Courses offered by Amanda Mitchison
Amanda tailors master classes and full day workshops for students from foundation level through to taught Master's and PhDs. They include:
- An introduction to writing skills (foundation and first year students)
- Critical thinking and developing your writing (second year students)
- How to manage your dissertation (longer format writing for undergraduates)
- Advanced writing skills for Master's students
- The magic of editing: how to transform your prose
- Writing Skills for students of policing (both DHEP and PCDA)
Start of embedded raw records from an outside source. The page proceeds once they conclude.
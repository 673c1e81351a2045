//! Multipart upload of a stream.

use std::sync::Arc;

use async_trait::async_trait;
use s3ferry_storage::{CompletedPart, ObjectStore};
use tokio::io::AsyncRead;
use tokio::sync::{mpsc, oneshot};
use tokio_util::sync::CancellationToken;
use tracing::{debug, warn};

use crate::buffer_pool::{BufferPool, PooledBuffer};
use crate::chunked::ChunkReader;
use crate::progress::TransferProgress;
use crate::reassembler::{Signal, await_signal};
use crate::types::{Chunk, TransferSpec};
use crate::worker::{ChunkHandler, FailureSlot, JobQueue, WorkerPool};
use crate::{MAX_UPLOAD_PARTS, TransferError};

pub(crate) struct PartJob {
    chunk: Chunk,
    buffer: PooledBuffer,
    signal: oneshot::Sender<Result<CompletedPart, TransferError>>,
}

/// Uploads one filled buffer per job as a multipart part.
struct PartUploader {
    store: Arc<dyn ObjectStore>,
    bucket: String,
    key: String,
    upload_id: String,
    failure: FailureSlot,
}

#[async_trait]
impl ChunkHandler for PartUploader {
    type Job = PartJob;
    type Reservation = ();

    async fn reserve(&self) -> Result<(), TransferError> {
        Ok(())
    }

    async fn handle(&self, worker: usize, _: (), job: PartJob) {
        let PartJob {
            chunk,
            mut buffer,
            signal,
        } = job;
        let body = buffer.take_bytes();
        let outcome = self
            .store
            .upload_part(
                &self.bucket,
                &self.key,
                &self.upload_id,
                chunk.part_number(),
                body,
            )
            .await;
        buffer.release();

        let outcome = match outcome {
            Ok(part) => {
                debug!(worker, chunk = chunk.index, bytes = chunk.len(), "part uploaded");
                Ok(part)
            }
            Err(err) => {
                debug!(worker, chunk = chunk.index, error = %err, "part upload failed");
                Err(self.failure.record(err.into()))
            }
        };
        let _ = signal.send(outcome);
    }
}

/// Uploads the rest of `reader` as a multipart upload, starting with the
/// already read `first` chunk.
///
/// The upload is aborted if any step fails.
pub(crate) async fn upload_multipart<R>(
    store: Arc<dyn ObjectStore>,
    spec: &TransferSpec,
    reader: &mut ChunkReader<R>,
    first: (Chunk, PooledBuffer),
    pool: &BufferPool,
    progress: &TransferProgress,
    cancel: CancellationToken,
) -> Result<(), TransferError>
where
    R: AsyncRead + Unpin,
{
    let upload_id = store
        .create_multipart_upload(&spec.bucket, &spec.key)
        .await?;
    debug!(key = %spec.key, upload_id = %upload_id, "multipart upload started");

    let uploader = PartUploader {
        store: Arc::clone(&store),
        bucket: spec.bucket.clone(),
        key: spec.key.clone(),
        upload_id: upload_id.clone(),
        failure: FailureSlot::new(cancel.clone()),
    };
    let outcome = match upload_parts(uploader, reader, first, pool, progress, cancel).await {
        Ok(parts) => store
            .complete_multipart_upload(&spec.bucket, &spec.key, &upload_id, &parts)
            .await
            .map_err(TransferError::from),
        Err(err) => Err(err),
    };

    if let Err(err) = &outcome {
        match store
            .abort_multipart_upload(&spec.bucket, &spec.key, &upload_id)
            .await
        {
            Ok(()) => warn!(key = %spec.key, upload_id = %upload_id, error = %err, "multipart upload aborted"),
            Err(e) => warn!(
                key = %spec.key,
                upload_id = %upload_id,
                error = %e,
                "failed to abort multipart upload"
            ),
        }
    }
    outcome
}

async fn upload_parts<R>(
    uploader: PartUploader,
    reader: &mut ChunkReader<R>,
    first: (Chunk, PooledBuffer),
    pool: &BufferPool,
    progress: &TransferProgress,
    cancel: CancellationToken,
) -> Result<Vec<CompletedPart>, TransferError>
where
    R: AsyncRead + Unpin,
{
    let failure = uploader.failure.clone();
    let (tx, rx) = mpsc::unbounded_channel();
    let workers = WorkerPool::spawn(
        Arc::new(uploader),
        JobQueue::new(rx),
        pool.capacity(),
        cancel.clone(),
    );

    // Producer: reads the source sequentially into pool buffers.
    let mut pending: Vec<(u64, Signal<CompletedPart>)> = Vec::new();
    let mut next = Some(first);
    while let Some((chunk, buffer)) = next.take() {
        if chunk.index >= MAX_UPLOAD_PARTS {
            failure.record(TransferError::InvalidSpec(format!(
                "source exceeds {MAX_UPLOAD_PARTS} parts of {} bytes",
                pool.buffer_size()
            )));
            break;
        }
        let (signal, receiver) = oneshot::channel();
        pending.push((chunk.len(), receiver));
        if tx.send(PartJob { chunk, buffer, signal }).is_err() {
            break;
        }

        let Ok(mut buffer) = pool.acquire().await else {
            break;
        };
        match reader.next_chunk(&mut buffer).await {
            Ok(Some(chunk)) => next = Some((chunk, buffer)),
            Ok(None) => {}
            Err(err) => {
                failure.record(err);
            }
        }
    }
    drop(tx);

    // Collector: gathers receipts in part order.
    let mut parts = Vec::with_capacity(pending.len());
    let mut result = Ok(());
    for (len, receiver) in pending {
        match await_signal(receiver, &failure).await {
            Ok(part) => {
                progress.add(len);
                debug!(
                    part = part.part_number,
                    bytes = len,
                    sent = progress.bytes(),
                    rate_bps = progress.bytes_per_second() as u64,
                    eta_ms = progress.eta().map(|eta| eta.as_millis() as u64),
                    "part confirmed"
                );
                parts.push(part);
            }
            Err(err) => {
                result = Err(err);
                break;
            }
        }
    }
    if result.is_ok() && cancel.is_cancelled() {
        result = Err(failure.error());
    }
    if result.is_err() {
        cancel.cancel();
    }
    workers.join().await;

    debug!(
        parts = parts.len(),
        read = reader.bytes_read(),
        peak_buffers = pool.peak_checked_out(),
        "multipart parts collected"
    );
    result.map(|()| parts)
}
//! In-process object store with fault injection.
//!
//! [`MemoryStore`] behaves like a strongly consistent S3 bucket by default.
//! Tests script misbehavior on top of it: failed requests, per-chunk
//! failures, a read-after-write window in which fresh objects report 404, and
//! random per-request latency to shuffle completion order.

use std::collections::{BTreeMap, HashMap};
use std::sync::Mutex;
use std::sync::atomic::{AtomicUsize, Ordering};
use std::time::Duration;

use async_trait::async_trait;
use bytes::Bytes;
use rand::Rng;

use crate::content_etag;
use crate::error::StorageError;
use crate::retry::RequestKind;
use crate::store::{ByteRange, CompletedPart, ObjectInfo, ObjectStore};

/// A scripted failure returned instead of performing a request.
#[derive(Debug, Clone, PartialEq, Eq)]
pub enum Fault {
    /// The service answers with this HTTP status.
    Status(u16),
    /// The connection is reset by the peer.
    ConnectionReset,
    /// The request never reaches the service.
    Connectivity,
}

impl Fault {
    fn into_error(self, bucket: &str, key: &str) -> StorageError {
        match self {
            Fault::Status(status) => {
                StorageError::from_status(status, bucket, key, format!("injected HTTP {status}"))
            }
            Fault::ConnectionReset => StorageError::ConnectionReset {
                message: "injected connection reset".into(),
            },
            Fault::Connectivity => StorageError::Connectivity {
                message: "injected dispatch failure".into(),
            },
        }
    }
}

#[derive(Debug, Clone, Copy, PartialEq, Eq)]
enum Target {
    Any,
    RangeStart(u64),
    PartNumber(i32),
}

#[derive(Debug)]
struct FaultRule {
    request: RequestKind,
    target: Target,
    /// `None` fails forever.
    remaining: Option<u32>,
    fault: Fault,
    /// Fires after part of the body has been delivered.
    mid_body: bool,
}

impl FaultRule {
    fn matches(&self, request: RequestKind, target: Target, mid_body: bool) -> bool {
        self.request == request
            && self.mid_body == mid_body
            && self.remaining != Some(0)
            && (self.target == Target::Any || self.target == target)
    }
}

#[derive(Debug)]
struct PendingUpload {
    bucket: String,
    key: String,
    parts: BTreeMap<i32, Bytes>,
}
Amanda is an award-winning journalist and fiction writer who believes that fiction and nonfiction are closely allied and every type of effective writing uses story telling techniques. Originally a foreign reporter and feature writer on broadsheet newspapers, she knows the importance of clear and accurate prose. When she started writing for children and young adults she became adept at making things simple and succinct. Now she writes thrillers, where pace and inventiveness are crucial. This year she was shortlisted for the MacIlvanney Debut crime writer award.
Amanda was a Royal Literary Fund Writing Fellow at the University of the West of England (UWE) from 2016-18 and devised instructional booklets on writing techniques for the social work, psychology, philosophy and social science student. She continues today to teach writing across the university. In 2018, Amanda started up a new RLF fellowship post in the School of Law and Politics at Cardiff University where she has held workshops for third year law students, for taught Masters and for PhD students. She is also an RLF advisory fellow, mentoring new RLF writing fellows.
It is clear the students found the workshop very helpful. The feedback was overwhelmingly positive and the students felt it will improve their writing and outcomes for their dissertation. One of my personal tutees … has reported that she found the session really useful and [it] has made her feel less anxious about the dissertation.
Everything was great.
It was a really useful and interactive workshop. I enjoyed it.